DHHF was established in 2005 by a group of military aircraft enthousiasts with as its goal the operation and conservation of a Hawker Hunter ex-military jet, both as a tribute to a great classic fighter aircraft and as a memento to the history of the Dutch airforce squadrons who flew the Hunter in great numbers during the fifties and sixties of last century.
Thanks to the cooperation of Dutch and British aviation authorities and the support of the Royal Netherlands Air Force (Klu), in January 2007 DHHF was able to acquire its Hawker Hunter T.8C in the United Kingdom from a private owner. After thorough preparation of both the aircraft, her new pilots and her ground crew, on the 15th of May 2007, the Hunters, in authentic Dutch livery, was flown to its new Dutch home at Leeuwarden Air Force Base. The classic shape of the Hunters was back in Dutch airspace after 40 years since it was out-phased in 1968.
DHHF operates its Hunters for some 40 hours a year from Leeuwarden AFB. Prime object is to participate in air shows and other events on behalf of the Royal Netherlands Air Force (Klu), and also to attend other air events in the Netherlands and adjacent countries. Additionally, the flight schedule provides for the necessary training and test flights. Apart from flying the Hunters, DHHF makes its Hunters available on location for visits and viewings for Klu and Klu-related organizations.

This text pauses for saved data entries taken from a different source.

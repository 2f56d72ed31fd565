//! Domain operations behind the inbound frame tags.
//!
//! Each operation composes input validation, a storage mutation, one or more
//! hub broadcasts, and optional per-user point-to-point updates. Operations
//! run on the session's read task, except the unread recount after a send,
//! which is spawned so storage latency never stalls the read loop.

use std::sync::Arc;

use chrono::{DateTime, Utc};
use tracing::{debug, error, warn};

use crate::db::store::{ChatStore, StoredMessage};
use crate::gateway::hub::Hub;
use crate::gateway::protocol::{
    Inbound, MarkRead, MemberEvent, MessageNew, Outbound, ReadReceipt, RoomRef, SendMessage,
    TypingUpdate, UnreadUpdate, CODE_INTERNAL_ERROR, CODE_INVALID_PAYLOAD, CODE_NOT_MEMBER,
};
use crate::gateway::session::Session;
use crate::AppState;

/// Route a decoded frame to its operation.
pub async fn dispatch(state: &AppState, session: &Arc<Session>, inbound: Inbound) {
    match inbound {
        Inbound::MessageSend(payload) => send_message(state, session, payload).await,
        Inbound::RoomJoin(payload) => join_room(state, session, payload).await,
        Inbound::RoomLeave(payload) => leave_room(state, session, payload).await,
        Inbound::TypingStart(payload) => typing(state, session, payload, true).await,
        Inbound::TypingStop(payload) => typing(state, session, payload, false).await,
        Inbound::MessageRead(payload) => mark_read(state, session, payload).await,
        Inbound::Ping => pong(session),
    }
}

async fn send_message(state: &AppState, session: &Arc<Session>, payload: SendMessage) {
    if payload.content.is_empty() || payload.room_id.is_empty() {
        send_error(session, "content and room_id are required", CODE_INVALID_PAYLOAD);
        return;
    }

    // Membership is re-checked against storage at send time; the session's
    // cached room set only gates deliveries, never publishes.
    match state.store.is_member(&payload.room_id, &session.user_id).await {
        Ok(true) => {}
        Ok(false) => {
            send_error(session, "not a member of this room", CODE_NOT_MEMBER);
            return;
        }
        Err(err) => {
            error!(error = %err, room_id = %payload.room_id, "membership check failed");
            send_error(session, "failed to send message", CODE_INTERNAL_ERROR);
            return;
        }
    }

    let StoredMessage {
        id,
        room_id,
        sender_id,
        sender_username,
        content,
        created_at,
    } = match state
        .store
        .append_message(&payload.room_id, &session.user_id, &payload.content)
        .await
    {
        Ok(message) => message,
        Err(err) => {
            error!(error = %err, room_id = %payload.room_id, "failed to append message");
            send_error(session, "failed to send message", CODE_INTERNAL_ERROR);
            return;
        }
    };

    let frame = Outbound::MessageNew(MessageNew {
        id,
        room_id: room_id.clone(),
        sender_id,
        sender_username,
        content,
        created_at: created_at.to_rfc3339(),
    })
    .encode();

    // No exclusion: the sender sees its own message as delivery confirmation.
    state.hub.broadcast_to_room(&room_id, frame, None).await;

    tokio::spawn(fan_out_unread_counts(
        state.hub.clone(),
        state.store.clone(),
        room_id,
        session.user_id.clone(),
    ));
}

/// Recompute and push the unread count to every other member of the room.
async fn fan_out_unread_counts(
    hub: Arc<Hub>,
    store: Arc<dyn ChatStore>,
    room_id: String,
    sender_id: String,
) {
    let members = match store.get_members(&room_id).await {
        Ok(members) => members,
        Err(err) => {
            warn!(error = %err, %room_id, "failed to load members for unread fan-out");
            return;
        }
    };

    for member in members {
        if member.user_id == sender_id {
            continue;
        }
        let count = match store.unread_count(&room_id, &member.user_id).await {
            Ok(count) => count,
            Err(err) => {
                warn!(error = %err, %room_id, user_id = %member.user_id, "unread recount failed");
                continue;
            }
        };
        hub.send_to_user(
            &member.user_id,
            Outbound::UnreadUpdate(UnreadUpdate {
                room_id: room_id.clone(),
                count,
            })
            .encode(),
        );
    }
}

async fn join_room(state: &AppState, session: &Arc<Session>, payload: RoomRef) {
    if let Err(err) = state.store.add_member(&payload.room_id, &session.user_id).await {
        error!(error = %err, room_id = %payload.room_id, "failed to join room");
        send_error(session, "failed to join room", CODE_INTERNAL_ERROR);
        return;
    }

    session.subscribe(&payload.room_id);

    let frame = Outbound::MemberJoined(MemberEvent {
        room_id: payload.room_id.clone(),
        user_id: session.user_id.clone(),
        username: session.username.clone(),
    })
    .encode();
    state.hub.broadcast_to_room(&payload.room_id, frame, None).await;
}

async fn leave_room(state: &AppState, session: &Arc<Session>, payload: RoomRef) {
    if let Err(err) = state
        .store
        .remove_member(&payload.room_id, &session.user_id)
        .await
    {
        error!(error = %err, room_id = %payload.room_id, "failed to leave room");
        send_error(session, "failed to leave room", CODE_INTERNAL_ERROR);
        return;
    }

    session.unsubscribe(&payload.room_id);

    let frame = Outbound::MemberLeft(MemberEvent {
        room_id: payload.room_id.clone(),
        user_id: session.user_id.clone(),
        username: session.username.clone(),
    })
    .encode();
    state.hub.broadcast_to_room(&payload.room_id, frame, None).await;
}

/// Stateless: no storage touch, no server-side decay timer. Clients decide
/// when a typing indicator expires.
async fn typing(state: &AppState, session: &Arc<Session>, payload: RoomRef, is_typing: bool) {
    let frame = Outbound::TypingUpdate(TypingUpdate {
        room_id: payload.room_id.clone(),
        user_id: session.user_id.clone(),
        username: session.username.clone(),
        is_typing,
    })
    .encode();
    state
        .hub
        .broadcast_to_room(&payload.room_id, frame, Some(session.user_id.as_str()))
        .await;
}

async fn mark_read(state: &AppState, session: &Arc<Session>, payload: MarkRead) {
    let Ok(parsed) = DateTime::parse_from_rfc3339(&payload.timestamp) else {
        debug!(timestamp = %payload.timestamp, "unparseable read timestamp dropped");
        return;
    };
    // Clamp to now so a client cannot park its read marker in the future and
    // hide unread counts until the clock catches up.
    let at: DateTime<Utc> = parsed.with_timezone(&Utc).min(Utc::now());

    if let Err(err) = state
        .store
        .update_last_read(&payload.room_id, &session.user_id, at)
        .await
    {
        error!(error = %err, room_id = %payload.room_id, "failed to update read marker");
        send_error(session, "failed to mark read", CODE_INTERNAL_ERROR);
        return;
    }

    let frame = Outbound::ReadReceipt(ReadReceipt {
        room_id: payload.room_id.clone(),
        user_id: session.user_id.clone(),
        username: session.username.clone(),
        last_read_at: at.to_rfc3339(),
    })
    .encode();
    state
        .hub
        .broadcast_to_room(&payload.room_id, frame, Some(session.user_id.as_str()))
        .await;

    state.hub.send_to_user(
        &session.user_id,
        Outbound::UnreadUpdate(UnreadUpdate {
            room_id: payload.room_id,
            count: 0,
        })
        .encode(),
    );
}

/// Application-level ping, independent of the transport keepalive.
fn pong(session: &Arc<Session>) {
    if let Err(err) = session.try_enqueue(Outbound::Pong.encode()) {
        debug!(user_id = %session.user_id, ?err, "pong dropped");
    }
}

fn send_error(session: &Arc<Session>, message: &str, code: &str) {
    if let Err(err) = session.try_enqueue(Outbound::error(message, code).encode()) {
        debug!(user_id = %session.user_id, ?err, "error frame dropped");
    }
}
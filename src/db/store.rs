//! Storage operations the delivery core consumes.
//!
//! Backed by Postgres in production and an in-memory map in tests and
//! single-binary development.

use std::collections::HashMap;

use async_trait::async_trait;
use chrono::{DateTime, Utc};
use parking_lot::Mutex;
use uuid::Uuid;

/// Storage failure inside a domain operation. Surfaced to the acting client
/// as an `INTERNAL_ERROR` frame, never to other sessions.
#[derive(Debug)]
pub struct StoreError {
    pub message: String,
}

impl StoreError {
    pub fn new(message: impl Into<String>) -> Self {
        Self {
            message: message.into(),
        }
    }
}

impl std::fmt::Display for StoreError {
    fn fmt(&self, f: &mut std::fmt::Formatter<'_>) -> std::fmt::Result {
        f.write_str(&self.message)
    }
}

impl std::error::Error for StoreError {}

impl From<diesel::result::Error> for StoreError {
    fn from(err: diesel::result::Error) -> Self {
        tracing::error!(?err, "database error");
        Self::new(err.to_string())
    }
}

impl From<diesel_async::pooled_connection::deadpool::PoolError> for StoreError {
    fn from(err: diesel_async::pooled_connection::deadpool::PoolError) -> Self {
        tracing::error!(?err, "pool error");
        Self::new(err.to_string())
    }
}

/// A freshly appended message, read back with its server-assigned id,
/// timestamp, and the sender's username.
#[derive(Debug, Clone)]
pub struct StoredMessage {
    pub id: String,
    pub room_id: String,
    pub sender_id: String,
    pub sender_username: String,
    pub content: String,
    pub created_at: DateTime<Utc>,
}

#[derive(Debug, Clone)]
pub struct RoomMember {
    pub user_id: String,
}

#[async_trait]
pub trait ChatStore: Send + Sync {
    /// Room ids the user is currently a member of.
    async fn get_memberships(&self, user_id: &str) -> Result<Vec<String>, StoreError>;

    async fn is_member(&self, room_id: &str, user_id: &str) -> Result<bool, StoreError>;

    /// Idempotent: inserting an existing membership is not an error.
    async fn add_member(&self, room_id: &str, user_id: &str) -> Result<(), StoreError>;

    async fn remove_member(&self, room_id: &str, user_id: &str) -> Result<(), StoreError>;

    async fn get_members(&self, room_id: &str) -> Result<Vec<RoomMember>, StoreError>;

    async fn append_message(
        &self,
        room_id: &str,
        sender_id: &str,
        content: &str,
    ) -> Result<StoredMessage, StoreError>;

    /// Advances `last_read_at` to `at` if that is later than the stored
    /// value; `last_read_at` never moves backwards, so concurrent updates
    /// converge on the maximum.
    async fn update_last_read(
        &self,
        room_id: &str,
        user_id: &str,
        at: DateTime<Utc>,
    ) -> Result<(), StoreError>;

    /// Messages in the room newer than the user's `last_read_at`, not
    /// authored by the user. Zero for non-members.
    async fn unread_count(&self, room_id: &str, user_id: &str) -> Result<i64, StoreError>;
}

// ---------------------------------------------------------------------------
// In-memory implementation (tests / development)
// ---------------------------------------------------------------------------

#[derive(Debug, Clone)]
struct MembershipRow {
    joined_at: DateTime<Utc>,
    last_read_at: DateTime<Utc>,
}

#[derive(Default)]
struct Inner {
    /// user_id → username
    users: HashMap<String, String>,
    /// room_id → user_id → membership
    members: HashMap<String, HashMap<String, MembershipRow>>,
    messages: Vec<StoredMessage>,
}

#[derive(Default)]
pub struct MemoryStore {
    inner: Mutex<Inner>,
}

impl MemoryStore {
    pub fn new() -> Self {
        Self::default()
    }

    /// Users are created by the external REST surface; seed them directly.
    pub fn seed_user(&self, user_id: &str, username: &str) {
        self.inner
            .lock()
            .users
            .insert(user_id.to_string(), username.to_string());
    }
}

#[async_trait]
impl ChatStore for MemoryStore {
    async fn get_memberships(&self, user_id: &str) -> Result<Vec<String>, StoreError> {
        let inner = self.inner.lock();
        Ok(inner
            .members
            .iter()
            .filter(|(_, users)| users.contains_key(user_id))
            .map(|(room_id, _)| room_id.clone())
            .collect())
    }

    async fn is_member(&self, room_id: &str, user_id: &str) -> Result<bool, StoreError> {
        let inner = self.inner.lock();
        Ok(inner
            .members
            .get(room_id)
            .is_some_and(|users| users.contains_key(user_id)))
    }

    async fn add_member(&self, room_id: &str, user_id: &str) -> Result<(), StoreError> {
        let now = Utc::now();
        let mut inner = self.inner.lock();
        inner
            .members
            .entry(room_id.to_string())
            .or_default()
            .entry(user_id.to_string())
            .or_insert(MembershipRow {
                joined_at: now,
                last_read_at: now,
            });
        Ok(())
    }

    async fn remove_member(&self, room_id: &str, user_id: &str) -> Result<(), StoreError> {
        let mut inner = self.inner.lock();
        if let Some(users) = inner.members.get_mut(room_id) {
            users.remove(user_id);
        }
        Ok(())
    }

    async fn get_members(&self, room_id: &str) -> Result<Vec<RoomMember>, StoreError> {
        let inner = self.inner.lock();
        Ok(inner
            .members
            .get(room_id)
            .map(|users| {
                users
                    .keys()
                    .map(|user_id| RoomMember {
                        user_id: user_id.clone(),
                    })
                    .collect()
            })
            .unwrap_or_default())
    }

    async fn append_message(
        &self,
        room_id: &str,
        sender_id: &str,
        content: &str,
    ) -> Result<StoredMessage, StoreError> {
        let mut inner = self.inner.lock();
        let sender_username = inner
            .users
            .get(sender_id)
            .cloned()
            .ok_or_else(|| StoreError::new(format!("unknown sender {sender_id}")))?;
        let message = StoredMessage {
            id: Uuid::new_v4().to_string(),
            room_id: room_id.to_string(),
            sender_id: sender_id.to_string(),
            sender_username,
            content: content.to_string(),
            created_at: Utc::now(),
        };
        inner.messages.push(message.clone());
        Ok(message)
    }

    async fn update_last_read(
        &self,
        room_id: &str,
        user_id: &str,
        at: DateTime<Utc>,
    ) -> Result<(), StoreError> {
        let mut inner = self.inner.lock();
        if let Some(row) = inner
            .members
            .get_mut(room_id)
            .and_then(|users| users.get_mut(user_id))
        {
            row.last_read_at = row.last_read_at.max(at);
        }
        Ok(())
    }

    async fn unread_count(&self, room_id: &str, user_id: &str) -> Result<i64, StoreError> {
        let inner = self.inner.lock();
        let Some(row) = inner
            .members
            .get(room_id)
            .and_then(|users| users.get(user_id))
        else {
            return Ok(0);
        };
        Ok(inner
            .messages
            .iter()
            .filter(|m| {
                m.room_id == room_id && m.created_at > row.last_read_at && m.sender_id != user_id
            })
            .count() as i64)
    }
}
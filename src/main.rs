use std::net::SocketAddr;
use std::path::Path;
use std::sync::Arc;

use axum::Router;
use tower_http::cors::{Any, CorsLayer};
use tower_http::trace::TraceLayer;
use tracing_subscriber::{layer::SubscriberExt, util::SubscriberInitExt};

use palaver::config::Config;
use palaver::db::postgres::PgStore;
use palaver::db::store::ChatStore;
use palaver::gateway::hub::Hub;
use palaver::AppState;

#[tokio::main]
async fn main() {
    // Load .env file (silently skip if missing — env vars may be set externally)
    if dotenvy::dotenv().is_err() {
        let env_path = Path::new(env!("CARGO_MANIFEST_DIR")).join(".env");
        let _ = dotenvy::from_path(env_path);
    }

    tracing_subscriber::registry()
        .with(tracing_subscriber::EnvFilter::from_default_env())
        .with(tracing_subscriber::fmt::layer())
        .init();

    let config = Config::from_env();
    let port = config.port;

    let pool = palaver::db::pool::connect(&config.database_url);
    let store: Arc<dyn ChatStore> = Arc::new(PgStore::new(pool));

    let (hub, hub_runner) = Hub::new();
    tokio::spawn(hub_runner.run());

    let state = AppState {
        store,
        hub: hub.clone(),
        config: Arc::new(config),
    };

    let cors = CorsLayer::new()
        .allow_origin(Any)
        .allow_methods(Any)
        .allow_headers(Any);

    let app = Router::new()
        .merge(palaver::routes::router())
        .layer(cors)
        .layer(TraceLayer::new_for_http())
        .with_state(state);

    let addr = SocketAddr::from(([0, 0, 0, 0], port));
    tracing::info!(%addr, "palaver listening");

    let listener = tokio::net::TcpListener::bind(addr)
        .await
        .expect("failed to bind");
    axum::serve(listener, app)
        .with_graceful_shutdown(shutdown_signal())
        .await
        .expect("server error");

    // Close every session's outbound queue; write loops drain and exit.
    hub.shutdown();
}

async fn shutdown_signal() {
    let ctrl_c = async {
        tokio::signal::ctrl_c()
            .await
            .expect("failed to install SIGINT handler");
    };

    #[cfg(unix)]
    let terminate = async {
        tokio::signal::unix::signal(tokio::signal::unix::SignalKind::terminate())
            .expect("failed to install SIGTERM handler")
            .recv()
            .await;
    };

    #[cfg(not(unix))]
    let terminate = std::future::pending::<()>();

    tokio::select! {
        _ = ctrl_c => {}
        _ = terminate => {}
    }
    tracing::info!("shutdown signal received");
}
//! Bearer token claims and validation.
//!
//! Tokens are minted by the external REST surface; the delivery core only
//! verifies them against the shared secret at upgrade time.

use jsonwebtoken::{decode, encode, Algorithm, DecodingKey, EncodingKey, Header, Validation};
use serde::{Deserialize, Serialize};

#[derive(Debug, Clone, Serialize, Deserialize)]
pub struct Claims {
    pub user_id: String,
    pub username: String,
    /// Expiry, unix seconds.
    pub exp: usize,
}

pub fn validate_token(token: &str, secret: &str) -> Result<Claims, jsonwebtoken::errors::Error> {
    let data = decode::<Claims>(
        token,
        &DecodingKey::from_secret(secret.as_bytes()),
        &Validation::new(Algorithm::HS256),
    )?;
    Ok(data.claims)
}

/// Mint a token for a user. The production issuer lives in the REST surface;
/// this mirrors its claim schema for tooling and tests.
pub fn generate_token(
    user_id: &str,
    username: &str,
    secret: &str,
    ttl_secs: u64,
) -> Result<String, jsonwebtoken::errors::Error> {
    let exp = chrono::Utc::now().timestamp() as usize + ttl_secs as usize;
    let claims = Claims {
        user_id: user_id.to_string(),
        username: username.to_string(),
        exp,
    };
    encode(
        &Header::new(Algorithm::HS256),
        &claims,
        &EncodingKey::from_secret(secret.as_bytes()),
    )
}
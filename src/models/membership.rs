use chrono::{DateTime, Utc};
use diesel::prelude::*;

use crate::db::schema::room_members;

#[derive(Debug, Clone, Queryable, Selectable)]
#[diesel(table_name = room_members)]
pub struct Membership {
    pub room_id: String,
    pub user_id: String,
    pub joined_at: DateTime<Utc>,
    pub last_read_at: DateTime<Utc>,
}

/// `joined_at` and `last_read_at` default to NOW() in the database, so a new
/// member starts with nothing unread.
#[derive(Debug, Insertable)]
#[diesel(table_name = room_members)]
pub struct NewMembership<'a> {
    pub room_id: &'a str,
    pub user_id: &'a str,
}
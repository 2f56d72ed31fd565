pub mod auth;
pub mod config;
pub mod db;
pub mod gateway;
pub mod models;
pub mod pubsub;
pub mod routes;

use std::sync::Arc;

use config::Config;
use db::store::ChatStore;
use gateway::hub::Hub;

/// Shared application state available to all route handlers.
#[derive(Clone)]
pub struct AppState {
    pub store: Arc<dyn ChatStore>,
    pub hub: Arc<Hub>,
    pub config: Arc<Config>,
}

The Hunter is British registered as G-BWGL, and all operations are conducted in full compliance with Civil Aviation Authority's regulations regarding the operation of ex-military jets. Also, the relevant regulations of Dutch Civil Aviation Authority (IVW) are taken into account, and as the aircraft is hosted by Klu, DHHF operates its Hunters within specific set of rules agreed with Leeuwarden AFB.
DHHF is run by volunteers in all its echelons, all of them highly motivated to make this operation a lasting success. Its Board Members are all professional people with a background in industry, finance and aviation. Flight and ground crew are both active and former air force personnel spending a good deal of their time to keep the Dutch Hawker Hunter legend alive.
The acquisition and exploitation of an ex-military jet is a costly affair. Four dedicated aviation enthousiasts provided DHHF with the financing needed to acquire its Hawker Hunter. Its flying operations are financially supported by a number of sponsors, both businesses and private individuals on the basis of longer term contracts.